Au matin, juste après laudes[3] qui lui semblèrent durer une éternité, il se réfugia dans le verger désert et courut s’asseoir sous un pommier. Aussitôt il lut et relut la lettre d’Azilis au point de la connaître au mot près. L’abbé pouvait bien la brûler, elle s’était gravée au burin au plus profond de son cœur.
Niniane Sennia à son cher frère.
Mon Ninian, je t’écris d’Ynis-Witrin, ce 1er août 477, pour te dire que je suis vivante et libre. Le messager que je t’envoie n’est pas le seul à partir ; toute l’île de Bretagne apprendra bientôt la nouvelle : Arturus, le dux bellorum[4], à qui j’ai remis l’épée Kaledvour, a vaincu l’armée d’Aelle le Saxon.

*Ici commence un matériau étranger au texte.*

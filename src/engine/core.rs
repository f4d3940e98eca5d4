// src/engine/core.rs

//! Pure core runtime state machine.
//!
//! This module contains a synchronous, deterministic "core runtime" that
//! consumes [`RuntimeEvent`]s and produces:
//! - an updated core state
//! - a list of "commands" describing what the IO shell should do next
//!
//! The async/IO-heavy shell (`engine::runtime::Runtime`) is responsible for:
//! - reading events from channels
//! - handing run requests to the executor
//! - handling Ctrl+C / shutdown
//!
//! The core has no Tokio types, channels, filesystem or processes, so it is
//! unit tested directly.

use tracing::debug;

use crate::engine::event_handlers::{handle_run_finished, handle_trigger, CoreStep};
use crate::engine::queue::TriggerQueue;
use crate::engine::{RuntimeEvent, RuntimeOptions};
use crate::exec::RunRequest;
use crate::types::TriggerWhileRunningBehaviour;

/// Whether the command is currently in flight.
#[derive(Debug, Clone, Copy, PartialEq, Eq)]
pub enum RunState {
    Idle,
    Running { run_id: u64 },
}

/// The single run slot: the command line plus its `Idle`/`Running` state.
#[derive(Debug)]
pub struct RunSlot {
    cmd: String,
    state: RunState,
    next_run_id: u64,
}

impl RunSlot {
    pub fn new(cmd: impl Into<String>) -> Self {
        Self {
            cmd: cmd.into(),
            state: RunState::Idle,
            next_run_id: 1,
        }
    }

    pub fn state(&self) -> RunState {
        self.state
    }

    pub fn is_idle(&self) -> bool {
        self.state == RunState::Idle
    }

    /// Move `Idle -> Running` and build the request for the executor.
    ///
    /// Callers must check [`RunSlot::is_idle`] first.
    pub fn begin(&mut self) -> RunRequest {
        debug_assert!(self.is_idle(), "begin() called while a run is in flight");
        let run_id = self.next_run_id;
        self.next_run_id += 1;
        self.state = RunState::Running { run_id };
        debug!(run_id, "run slot: Idle -> Running");
        RunRequest {
            run_id,
            cmd: self.cmd.clone(),
        }
    }

    /// Move `Running -> Idle` if `run_id` is the run in flight.
    ///
    /// Returns false (and leaves the state alone) for unknown or stale ids.
    pub fn finish(&mut self, run_id: u64) -> bool {
        match self.state {
            RunState::Running { run_id: current } if current == run_id => {
                self.state = RunState::Idle;
                debug!(run_id, "run slot: Running -> Idle");
                true
            }
            _ => false,
        }
    }
}

/// Pure core runtime state.
///
/// This owns:
/// - the run slot
/// - the trigger queue
/// - runtime options (e.g. `exit_when_idle`)
#[derive(Debug)]
pub struct CoreRuntime {
    slot: RunSlot,
    queue: TriggerQueue,
    options: RuntimeOptions,
}

impl CoreRuntime {
    pub fn new(
        cmd: impl Into<String>,
        behaviour: TriggerWhileRunningBehaviour,
        options: RuntimeOptions,
    ) -> Self {
        Self {
            slot: RunSlot::new(cmd),
            queue: TriggerQueue::new(behaviour),
            options,
        }
    }

    pub fn is_idle(&self) -> bool {
        self.slot.is_idle()
    }

    pub fn state(&self) -> RunState {
        self.slot.state()
    }

    pub fn queue_is_empty(&self) -> bool {
        self.queue.is_empty()
    }

    /// Triggers dropped because the command was busy.
    pub fn skipped(&self) -> u64 {
        self.queue.skipped()
    }

    /// Handle a single runtime event, updating core state and returning the
    /// resulting commands for the IO shell.
    pub fn step(&mut self, event: RuntimeEvent) -> CoreStep {
        match event {
            RuntimeEvent::Triggered { reason, path } => {
                handle_trigger(&mut self.slot, &mut self.queue, reason, path)
            }
            RuntimeEvent::RunFinished(result) => handle_run_finished(
                &mut self.slot,
                &mut self.queue,
                &self.options,
                result,
            ),
            RuntimeEvent::ShutdownRequested => CoreStep {
                commands: Vec::new(),
                keep_running: false,
            },
        }
    }
}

Ainsi le vœu d’Aneurin est accompli. L’épée « qui ferait saigner le vent », comme il disait, a animé le courage des Bretons avant la bataille.

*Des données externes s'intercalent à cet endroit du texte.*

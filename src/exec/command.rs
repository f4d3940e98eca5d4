// src/exec/command.rs

use std::fmt;
use std::process::Stdio;
use std::time::Instant;

use tokio::process::Command;
use tracing::{error, info};

use crate::errors::{Result, WatchrunError};
use crate::exec::result::{RunOutcome, RunRequest, RunResult};

/// Host shell used to interpret command lines: `sh -c` on Unix, `cmd /C`
/// on Windows, unless overridden by `[config].shell`.
#[derive(Debug, Clone, PartialEq, Eq)]
pub struct Shell {
    program: String,
    args: Vec<String>,
}

impl Default for Shell {
    fn default() -> Self {
        if cfg!(windows) {
            Self::new("cmd", ["/C"])
        } else {
            Self::new("sh", ["-c"])
        }
    }
}

impl fmt::Display for Shell {
    fn fmt(&self, f: &mut fmt::Formatter<'_>) -> fmt::Result {
        write!(f, "{}", self.program)?;
        for arg in &self.args {
            write!(f, " {arg}")?;
        }
        Ok(())
    }
}

impl Shell {
    pub fn new<I, S>(program: impl Into<String>, args: I) -> Self
    where
        I: IntoIterator<Item = S>,
        S: Into<String>,
    {
        Self {
            program: program.into(),
            args: args.into_iter().map(Into::into).collect(),
        }
    }

    /// Build from the `[config].shell` list (program first). Falls back to
    /// the platform default when absent or empty.
    pub fn from_config(custom: Option<&[String]>) -> Self {
        match custom {
            Some([program, args @ ..]) => Self::new(program.clone(), args.iter().cloned()),
            _ => Self::default(),
        }
    }

    /// Exit status the shell uses for "command not found": 9009 for
    /// `cmd`, the POSIX 127 for everything else.
    pub fn not_found_code(&self) -> i32 {
        let name = std::path::Path::new(&self.program)
            .file_stem()
            .and_then(|s| s.to_str())
            .unwrap_or_default();
        if name.eq_ignore_ascii_case("cmd") {
            9009
        } else {
            127
        }
    }

    /// The `Command` that runs `cmd_line` through this shell.
    pub fn command(&self, cmd_line: &str) -> Command {
        let mut c = Command::new(&self.program);
        c.args(&self.args).arg(cmd_line);
        c
    }
}

/// Run one command to completion with inherited stdio.
///
/// Never fails: a command that cannot be spawned is reported as
/// [`RunOutcome::SpawnFailed`] so the caller keeps watching.
pub async fn run_command(shell: &Shell, request: RunRequest) -> RunResult {
    let started = Instant::now();

    let outcome = match spawn_and_wait(shell, &request).await {
        Ok(outcome) => outcome,
        Err(err @ WatchrunError::SpawnError { .. }) => {
            error!(run_id = request.run_id, error = %err, "spawn error");
            RunOutcome::SpawnFailed(err.to_string())
        }
        Err(err) => {
            error!(run_id = request.run_id, error = %err, "error while waiting for command");
            RunOutcome::Failed(-1)
        }
    };

    RunResult {
        run_id: request.run_id,
        cmd: request.cmd,
        outcome,
        elapsed: started.elapsed(),
    }
}

async fn spawn_and_wait(shell: &Shell, request: &RunRequest) -> Result<RunOutcome> {
    info!(run_id = request.run_id, cmd = %request.cmd, "starting command");

    let mut cmd = shell.command(&request.cmd);
    cmd.stdin(Stdio::inherit())
        .stdout(Stdio::inherit())
        .stderr(Stdio::inherit())
        .kill_on_drop(true);

    let mut child = cmd.spawn().map_err(|source| WatchrunError::SpawnError {
        cmd: request.cmd.clone(),
        source,
    })?;

    let status = child.wait().await?;

    let code = status.code().unwrap_or(-1);
    if code == shell.not_found_code() {
        return Err(WatchrunError::SpawnError {
            cmd: request.cmd.clone(),
            source: std::io::Error::new(
                std::io::ErrorKind::NotFound,
                format!("{shell} exited with {code}: command not found"),
            ),
        });
    }

    info!(
        run_id = request.run_id,
        exit_code = code,
        success = status.success(),
        "command process exited"
    );

    Ok(if status.success() {
        RunOutcome::Success
    } else {
        RunOutcome::Failed(code)
    })
}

Autre chose. J’ai retrouvé notre frère Caius vivant ! Et plus flamboyant que jamais ! Il est le second d’Arturus, te rends-tu compte ? Et il t’embrasse fraternellement.
Caius ! Vivant ! Des larmes de joie brouillèrent la vue de Ninian et il remercia le Seigneur d’avoir protégé son aîné. Il cligna des paupières et poursuivit sa lecture.

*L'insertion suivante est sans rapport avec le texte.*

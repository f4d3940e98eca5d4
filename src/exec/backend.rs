// src/exec/backend.rs

//! Pluggable executor backend abstraction.
//!
//! The runtime talks to an `ExecutorBackend` instead of spawning processes
//! itself, so tests can swap in a fake that records run requests and
//! reports completions on its own schedule.

use std::future::Future;
use std::pin::Pin;

use tokio::sync::mpsc;

use crate::engine::RuntimeEvent;
use crate::errors::{Error, Result};
use crate::exec::command::Shell;
use crate::exec::executor_loop::spawn_executor;
use crate::exec::result::RunRequest;

/// Trait abstracting how a run is executed.
///
/// Implementations must eventually send exactly one
/// `RuntimeEvent::RunFinished` per accepted request, including when the
/// command cannot be spawned.
pub trait ExecutorBackend: Send {
    fn start_run(
        &mut self,
        request: RunRequest,
    ) -> Pin<Box<dyn Future<Output = Result<()>> + Send + '_>>;
}

/// Real executor backend used in production.
///
/// Wraps the loop from [`spawn_executor`]; `start_run` just forwards the
/// request over its channel.
pub struct RealExecutorBackend {
    tx: mpsc::Sender<RunRequest>,
}

impl RealExecutorBackend {
    /// Spawns the background executor loop immediately.
    pub fn new(runtime_tx: mpsc::Sender<RuntimeEvent>, shell: Shell) -> Self {
        let tx = spawn_executor(runtime_tx, shell);
        Self { tx }
    }
}

impl ExecutorBackend for RealExecutorBackend {
    fn start_run(
        &mut self,
        request: RunRequest,
    ) -> Pin<Box<dyn Future<Output = Result<()>> + Send + '_>> {
        let tx = self.tx.clone();

        Box::pin(async move {
            tx.send(request).await.map_err(Error::from)?;
            Ok(())
        })
    }
}
// src/watch/path_utils.rs

//! Path helpers for turning notifier paths into pattern input.

use std::path::Path;

/// Convert a path into a string relative to `root`, with forward slashes.
///
/// - First a direct `strip_prefix(root)`.
/// - If that fails (symlinked roots, `/private/var` vs `/var` on macOS), both
///   sides are canonicalized and the strip is retried. A removed file can no
///   longer be canonicalized, so its parent directory is canonicalized
///   instead and the file name re-attached.
///
/// Returns `None` if the path cannot be related to `root`.
pub fn relative_str(root: &Path, path: &Path) -> Option<String> {
    if let Ok(rel) = path.strip_prefix(root) {
        return Some(to_slash(rel));
    }

    let root_canon = root.canonicalize().ok()?;
    let path_canon = path.canonicalize().ok().or_else(|| {
        let parent = path.parent()?.canonicalize().ok()?;
        Some(parent.join(path.file_name()?))
    })?;

    path_canon.strip_prefix(&root_canon).ok().map(to_slash)
}

fn to_slash(rel: &Path) -> String {
    rel.to_string_lossy().replace('\\', "/")
}
// src/watch/mod.rs

//! File watching and change detection.
//!
//! This module is responsible for:
//! - Compiling the task's `watch` / `exclude` glob patterns into a
//!   [`WatchSpec`].
//! - Working out which directories the notifier must observe.
//! - Wiring up a cross-platform filesystem watcher (`notify`) and turning
//!   matching events into `RuntimeEvent::Triggered`, optionally coalescing
//!   bursts.
//!
//! It does **not** know whether a command is running; busy handling lives in
//! the engine.

pub mod event_handler;
pub mod path_utils;
pub mod patterns;
pub mod watcher;

pub use patterns::{WatchSpec, WatchTarget};
pub use watcher::{spawn_watcher, WatcherHandle};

Quant à Kian, il partage désormais ma vie. Considère-le comme ton frère.
Ninian étouffa un cri. Cette brute épaisse ! Peu importait qu’il fût esclave : Ninian espérait s’être lavé de ces préjugés, et les hommes étaient frères, égaux devant Dieu, mais sa jumelle épouse d’un tel homme ! Elle qui était si exigeante, si raffinée…
La fin de la lettre était encore plus troublante.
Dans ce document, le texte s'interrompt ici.